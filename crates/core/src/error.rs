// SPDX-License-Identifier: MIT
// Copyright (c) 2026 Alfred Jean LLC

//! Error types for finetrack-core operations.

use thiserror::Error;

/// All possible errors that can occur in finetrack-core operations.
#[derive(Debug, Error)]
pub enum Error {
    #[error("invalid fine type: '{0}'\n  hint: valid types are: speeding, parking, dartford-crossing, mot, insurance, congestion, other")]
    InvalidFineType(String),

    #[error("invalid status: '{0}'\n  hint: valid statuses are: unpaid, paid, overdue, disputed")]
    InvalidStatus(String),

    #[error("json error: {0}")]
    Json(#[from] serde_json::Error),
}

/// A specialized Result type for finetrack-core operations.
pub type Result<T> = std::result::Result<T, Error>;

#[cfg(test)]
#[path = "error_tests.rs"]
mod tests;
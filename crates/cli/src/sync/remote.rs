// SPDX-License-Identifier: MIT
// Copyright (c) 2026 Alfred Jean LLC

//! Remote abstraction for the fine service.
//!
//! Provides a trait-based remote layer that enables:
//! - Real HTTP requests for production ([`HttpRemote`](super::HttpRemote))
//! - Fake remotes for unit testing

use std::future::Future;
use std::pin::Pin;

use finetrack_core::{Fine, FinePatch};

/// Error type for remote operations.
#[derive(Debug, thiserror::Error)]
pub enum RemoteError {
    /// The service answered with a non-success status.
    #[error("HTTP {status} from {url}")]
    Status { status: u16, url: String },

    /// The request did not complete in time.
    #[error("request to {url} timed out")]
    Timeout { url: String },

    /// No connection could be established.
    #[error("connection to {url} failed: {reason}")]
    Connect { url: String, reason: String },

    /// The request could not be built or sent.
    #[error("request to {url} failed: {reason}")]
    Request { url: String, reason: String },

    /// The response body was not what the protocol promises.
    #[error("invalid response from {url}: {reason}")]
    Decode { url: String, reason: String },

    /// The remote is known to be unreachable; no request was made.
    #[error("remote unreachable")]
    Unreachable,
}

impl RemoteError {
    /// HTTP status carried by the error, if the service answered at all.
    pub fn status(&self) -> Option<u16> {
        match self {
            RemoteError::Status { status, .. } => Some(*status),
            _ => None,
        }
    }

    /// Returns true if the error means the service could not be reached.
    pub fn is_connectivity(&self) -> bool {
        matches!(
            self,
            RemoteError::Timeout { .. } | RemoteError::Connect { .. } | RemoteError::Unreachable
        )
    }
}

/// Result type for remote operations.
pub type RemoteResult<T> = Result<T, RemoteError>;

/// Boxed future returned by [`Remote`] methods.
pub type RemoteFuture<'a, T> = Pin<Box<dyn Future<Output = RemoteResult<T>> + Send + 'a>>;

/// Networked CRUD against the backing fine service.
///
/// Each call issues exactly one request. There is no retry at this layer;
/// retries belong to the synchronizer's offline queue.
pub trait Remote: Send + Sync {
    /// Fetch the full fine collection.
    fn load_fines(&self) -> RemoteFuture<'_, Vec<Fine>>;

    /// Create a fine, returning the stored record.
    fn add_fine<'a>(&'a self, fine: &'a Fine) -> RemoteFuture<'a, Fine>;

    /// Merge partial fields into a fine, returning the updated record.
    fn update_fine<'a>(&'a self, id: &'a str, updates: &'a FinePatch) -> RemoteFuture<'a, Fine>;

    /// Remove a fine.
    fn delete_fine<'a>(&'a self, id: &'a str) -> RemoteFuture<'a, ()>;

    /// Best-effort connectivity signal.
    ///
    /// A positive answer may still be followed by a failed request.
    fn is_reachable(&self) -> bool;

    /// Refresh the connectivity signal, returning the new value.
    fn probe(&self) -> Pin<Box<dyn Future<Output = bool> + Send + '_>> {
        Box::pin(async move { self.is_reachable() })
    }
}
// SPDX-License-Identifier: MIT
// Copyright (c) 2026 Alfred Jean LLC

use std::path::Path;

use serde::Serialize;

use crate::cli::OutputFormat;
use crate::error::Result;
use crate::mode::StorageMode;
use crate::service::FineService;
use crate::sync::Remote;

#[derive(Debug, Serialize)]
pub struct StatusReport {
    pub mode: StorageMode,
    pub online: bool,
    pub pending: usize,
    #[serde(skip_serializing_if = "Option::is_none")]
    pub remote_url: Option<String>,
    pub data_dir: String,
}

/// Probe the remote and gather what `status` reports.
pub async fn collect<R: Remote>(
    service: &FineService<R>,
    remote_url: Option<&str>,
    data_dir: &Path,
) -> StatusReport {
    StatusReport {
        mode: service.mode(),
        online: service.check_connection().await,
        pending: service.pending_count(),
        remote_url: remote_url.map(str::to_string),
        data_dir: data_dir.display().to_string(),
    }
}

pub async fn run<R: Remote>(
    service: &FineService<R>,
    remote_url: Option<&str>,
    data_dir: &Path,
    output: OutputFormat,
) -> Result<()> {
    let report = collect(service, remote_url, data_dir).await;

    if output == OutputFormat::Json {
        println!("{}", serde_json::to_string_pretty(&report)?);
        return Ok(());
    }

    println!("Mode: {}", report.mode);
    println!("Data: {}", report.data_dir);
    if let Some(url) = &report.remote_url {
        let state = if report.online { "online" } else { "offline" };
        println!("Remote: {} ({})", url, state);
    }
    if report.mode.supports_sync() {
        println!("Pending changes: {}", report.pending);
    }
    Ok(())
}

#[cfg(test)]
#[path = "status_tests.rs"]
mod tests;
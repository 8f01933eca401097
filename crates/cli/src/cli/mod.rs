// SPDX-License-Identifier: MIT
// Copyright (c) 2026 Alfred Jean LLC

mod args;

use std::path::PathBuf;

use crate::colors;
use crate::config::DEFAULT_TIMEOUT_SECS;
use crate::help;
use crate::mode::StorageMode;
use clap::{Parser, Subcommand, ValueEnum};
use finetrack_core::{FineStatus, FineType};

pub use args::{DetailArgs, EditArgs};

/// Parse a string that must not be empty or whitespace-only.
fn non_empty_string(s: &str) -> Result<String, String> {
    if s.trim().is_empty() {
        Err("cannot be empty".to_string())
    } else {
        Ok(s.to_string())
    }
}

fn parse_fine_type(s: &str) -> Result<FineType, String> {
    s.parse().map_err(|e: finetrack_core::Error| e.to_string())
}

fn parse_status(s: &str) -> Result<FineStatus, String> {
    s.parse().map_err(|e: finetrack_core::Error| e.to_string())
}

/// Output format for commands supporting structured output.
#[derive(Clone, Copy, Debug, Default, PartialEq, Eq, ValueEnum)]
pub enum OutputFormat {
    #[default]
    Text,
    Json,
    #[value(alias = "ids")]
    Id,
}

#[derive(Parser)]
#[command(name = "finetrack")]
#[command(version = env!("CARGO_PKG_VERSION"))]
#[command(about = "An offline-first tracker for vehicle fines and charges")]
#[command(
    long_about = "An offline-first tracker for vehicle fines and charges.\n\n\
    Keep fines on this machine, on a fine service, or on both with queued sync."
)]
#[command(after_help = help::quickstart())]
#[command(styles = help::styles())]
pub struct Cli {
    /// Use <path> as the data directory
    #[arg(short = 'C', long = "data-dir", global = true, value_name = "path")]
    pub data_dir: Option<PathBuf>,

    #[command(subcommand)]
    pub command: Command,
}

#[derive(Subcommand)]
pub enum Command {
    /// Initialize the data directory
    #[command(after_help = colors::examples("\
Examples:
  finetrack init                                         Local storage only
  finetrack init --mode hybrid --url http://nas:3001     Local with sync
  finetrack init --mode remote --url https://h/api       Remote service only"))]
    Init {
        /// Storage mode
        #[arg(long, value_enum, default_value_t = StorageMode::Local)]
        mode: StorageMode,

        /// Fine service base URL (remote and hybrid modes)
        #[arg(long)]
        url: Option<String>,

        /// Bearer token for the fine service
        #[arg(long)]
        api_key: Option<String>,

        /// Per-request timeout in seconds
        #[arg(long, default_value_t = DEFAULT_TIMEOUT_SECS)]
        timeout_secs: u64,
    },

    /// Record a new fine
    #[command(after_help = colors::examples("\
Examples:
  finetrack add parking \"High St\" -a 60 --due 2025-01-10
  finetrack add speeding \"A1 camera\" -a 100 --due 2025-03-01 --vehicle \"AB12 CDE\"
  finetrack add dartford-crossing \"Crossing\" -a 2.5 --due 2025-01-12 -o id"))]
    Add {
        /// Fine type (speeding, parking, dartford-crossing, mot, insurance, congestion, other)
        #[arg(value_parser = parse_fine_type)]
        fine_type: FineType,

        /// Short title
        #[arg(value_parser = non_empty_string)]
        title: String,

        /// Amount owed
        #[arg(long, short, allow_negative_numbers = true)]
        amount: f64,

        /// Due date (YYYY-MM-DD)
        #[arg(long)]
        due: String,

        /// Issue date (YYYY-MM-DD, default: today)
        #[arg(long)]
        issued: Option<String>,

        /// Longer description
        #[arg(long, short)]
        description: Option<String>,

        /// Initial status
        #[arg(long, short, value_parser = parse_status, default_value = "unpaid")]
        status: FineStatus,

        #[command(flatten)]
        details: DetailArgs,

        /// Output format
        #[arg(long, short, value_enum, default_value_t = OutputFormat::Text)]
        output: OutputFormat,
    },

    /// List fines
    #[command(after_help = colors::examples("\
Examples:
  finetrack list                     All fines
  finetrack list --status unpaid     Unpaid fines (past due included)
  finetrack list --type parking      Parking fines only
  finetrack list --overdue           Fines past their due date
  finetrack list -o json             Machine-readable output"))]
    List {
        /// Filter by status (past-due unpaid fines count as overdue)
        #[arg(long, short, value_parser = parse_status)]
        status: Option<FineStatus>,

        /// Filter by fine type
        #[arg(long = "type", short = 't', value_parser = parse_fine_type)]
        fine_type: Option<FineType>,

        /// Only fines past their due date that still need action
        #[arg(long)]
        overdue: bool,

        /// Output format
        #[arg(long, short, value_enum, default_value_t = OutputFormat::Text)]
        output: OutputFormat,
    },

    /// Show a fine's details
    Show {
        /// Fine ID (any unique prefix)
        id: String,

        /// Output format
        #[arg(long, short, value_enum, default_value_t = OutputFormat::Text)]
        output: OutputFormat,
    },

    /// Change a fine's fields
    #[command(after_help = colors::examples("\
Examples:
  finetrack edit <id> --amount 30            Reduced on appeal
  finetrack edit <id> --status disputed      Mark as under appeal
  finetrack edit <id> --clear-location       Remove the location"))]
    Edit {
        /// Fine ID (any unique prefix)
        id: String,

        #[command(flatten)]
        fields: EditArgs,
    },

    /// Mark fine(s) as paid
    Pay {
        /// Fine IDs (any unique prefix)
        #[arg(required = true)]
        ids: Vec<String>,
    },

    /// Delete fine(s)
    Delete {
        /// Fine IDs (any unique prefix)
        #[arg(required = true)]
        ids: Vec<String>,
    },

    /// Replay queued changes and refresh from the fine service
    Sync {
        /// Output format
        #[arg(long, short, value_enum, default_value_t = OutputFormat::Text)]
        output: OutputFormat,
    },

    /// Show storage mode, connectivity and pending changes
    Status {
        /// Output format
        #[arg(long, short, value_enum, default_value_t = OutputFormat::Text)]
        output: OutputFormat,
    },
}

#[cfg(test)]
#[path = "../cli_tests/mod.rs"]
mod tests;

════════════════════

◆ Your goal
Once you have counted the lines of the records holding the string "FineStatus", state that number with no other words.

◆ Response for this exercise
4